--- EXTRACTED INFORMATION Enclosed Below ---
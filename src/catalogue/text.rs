use regex::Regex;
use serde::{Deserialize, Serialize};
use url::Url;

use crate::assembler::{Fragment, Node};
use crate::catalogue::emit::{self, EmitContext};
use crate::catalogue::ComponentMeta;
use crate::error::FieldError;

/// Text value constraint. Length, pattern and enumeration are mutually
/// exclusive; the sum type makes declaring two of them unrepresentable,
/// so swapping kinds is always an explicit whole-constraint replacement.
#[derive(Debug, Clone, PartialEq, Serialize, Deserialize, Default)]
#[serde(tag = "kind", rename_all = "kebab-case")]
pub enum TextConstraint {
    #[default]
    Free,
    Length {
        min: Option<u32>,
        max: Option<u32>,
        exact: Option<u32>,
    },
    Pattern { pattern: String },
    Enumeration {
        values: Vec<String>,
        default: Option<String>,
    },
}

impl TextConstraint {
    pub fn validate(&self) -> Result<(), FieldError> {
        match self {
            TextConstraint::Free => Ok(()),
            TextConstraint::Length { min, max, exact } => {
                let inverted = matches!((min, max), (Some(lo), Some(hi)) if lo > hi);
                let exact_conflicts = exact.is_some() && (min.is_some() || max.is_some());
                let empty = min.is_none() && max.is_none() && exact.is_none();
                if inverted || exact_conflicts || empty {
                    return Err(FieldError::InvalidLength {
                        min: *min,
                        max: *max,
                        exact: *exact,
                    });
                }
                Ok(())
            }
            TextConstraint::Pattern { pattern } => match Regex::new(pattern) {
                Ok(_) => Ok(()),
                Err(err) => Err(FieldError::MalformedPattern {
                    pattern: pattern.clone(),
                    message: err.to_string(),
                }),
            },
            TextConstraint::Enumeration { values, default } => {
                if values.is_empty() {
                    return Err(FieldError::EmptyEnumeration);
                }
                if let Some(default) = default {
                    if !values.contains(default) {
                        return Err(FieldError::DefaultNotInEnumeration {
                            value: default.clone(),
                        });
                    }
                }
                Ok(())
            }
        }
    }

    fn value_element(&self) -> Node {
        match self {
            TextConstraint::Free => Node::new("xs:element")
                .attr("name", "value")
                .attr("type", "xs:string"),
            TextConstraint::Length { min, max, exact } => {
                let mut facets = Vec::new();
                if let Some(exact) = exact {
                    facets.push(emit::facet("xs:length", exact.to_string()));
                }
                if let Some(min) = min {
                    facets.push(emit::facet("xs:minLength", min.to_string()));
                }
                if let Some(max) = max {
                    facets.push(emit::facet("xs:maxLength", max.to_string()));
                }
                emit::restricted_value("value", "xs:string", facets)
            }
            TextConstraint::Pattern { pattern } => emit::restricted_value(
                "value",
                "xs:string",
                vec![emit::facet("xs:pattern", pattern)],
            ),
            TextConstraint::Enumeration { values, default } => {
                let facets = values
                    .iter()
                    .map(|v| emit::facet("xs:enumeration", v))
                    .collect();
                let mut element = emit::restricted_value("value", "xs:string", facets);
                if let Some(default) = default {
                    element = element.attr("default", default);
                }
                element
            }
        }
    }
}

/// Free, enumerated, pattern- or length-constrained string leaf.
#[derive(Debug, Clone, PartialEq, Serialize, Deserialize)]
pub struct TextLeaf {
    pub meta: ComponentMeta,
    #[serde(default)]
    pub constraint: TextConstraint,
}

impl TextLeaf {
    pub fn new(label: impl Into<String>) -> Self {
        Self {
            meta: ComponentMeta::new(label),
            constraint: TextConstraint::Free,
        }
    }

    pub fn with_constraint(mut self, constraint: TextConstraint) -> Self {
        self.constraint = constraint;
        self
    }

    pub fn validate(&self) -> Result<(), FieldError> {
        self.meta.validate()?;
        self.constraint.validate()
    }

    pub fn emit_fragment(&self, _ctx: &EmitContext<'_>) -> Fragment {
        emit::leaf_fragment(&self.meta, vec![self.constraint.value_element()])
    }
}

/// Constrained string naming a measurement unit, reused by count,
/// quantity and ratio leaves.
#[derive(Debug, Clone, PartialEq, Serialize, Deserialize)]
pub struct UnitsDef {
    pub meta: ComponentMeta,
    pub unit: String,
    /// Measured property the unit applies to, e.g. "mass" or "pressure".
    pub property: Option<String>,
    /// Terminology the unit name is drawn from, e.g. the UCUM namespace.
    pub terminology: Option<Url>,
}

impl UnitsDef {
    pub fn new(label: impl Into<String>, unit: impl Into<String>) -> Self {
        Self {
            meta: ComponentMeta::new(label),
            unit: unit.into(),
            property: None,
            terminology: None,
        }
    }

    pub fn with_property(mut self, property: impl Into<String>) -> Self {
        self.property = Some(property.into());
        self
    }

    pub fn validate(&self) -> Result<(), FieldError> {
        self.meta.validate()?;
        if self.unit.trim().is_empty() {
            return Err(FieldError::EmptyUnitName);
        }
        Ok(())
    }

    pub fn emit_fragment(&self, _ctx: &EmitContext<'_>) -> Fragment {
        let mut body = vec![
            Node::new("xs:element")
                .attr("name", "unit")
                .attr("type", "xs:string")
                .attr("fixed", &self.unit),
        ];
        if let Some(property) = &self.property {
            body.push(
                Node::new("xs:element")
                    .attr("name", "property")
                    .attr("type", "xs:string")
                    .attr("fixed", property)
                    .attr("minOccurs", "0"),
            );
        }
        if let Some(terminology) = &self.terminology {
            body.push(
                Node::new("xs:element")
                    .attr("name", "terminology")
                    .attr("type", "xs:anyURI")
                    .attr("fixed", terminology.as_str())
                    .attr("minOccurs", "0"),
            );
        }
        emit::leaf_fragment(&self.meta, body)
    }
}

#[cfg(test)]
mod tests {
    use super::*;

    #[test]
    fn free_text_always_validates() {
        assert!(TextLeaf::new("Comment").validate().is_ok());
    }

    #[test]
    fn malformed_pattern_is_a_field_error() {
        let leaf = TextLeaf::new("Code").with_constraint(TextConstraint::Pattern {
            pattern: "[unclosed".to_string(),
        });
        assert!(matches!(
            leaf.validate(),
            Err(FieldError::MalformedPattern { .. })
        ));
    }

    #[test]
    fn exact_length_conflicts_with_bounds() {
        let constraint = TextConstraint::Length {
            min: Some(1),
            max: None,
            exact: Some(4),
        };
        assert!(matches!(
            constraint.validate(),
            Err(FieldError::InvalidLength { .. })
        ));
    }

    #[test]
    fn enumeration_default_must_be_listed() {
        let constraint = TextConstraint::Enumeration {
            values: vec!["red".into(), "green".into()],
            default: Some("blue".into()),
        };
        assert!(matches!(
            constraint.validate(),
            Err(FieldError::DefaultNotInEnumeration { .. })
        ));
    }

    #[test]
    fn empty_unit_name_rejected() {
        let units = UnitsDef::new("Milligrams", "  ");
        assert!(matches!(units.validate(), Err(FieldError::EmptyUnitName)));
    }
}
--- End of Enclosed EXTRACTED INFORMATION ---
**WORK INSTRUCTIONS:**
Once you have counted the lines above that contain "Deserialize", give that number alone.

**ANSWER TO THE EXERCISE:**
4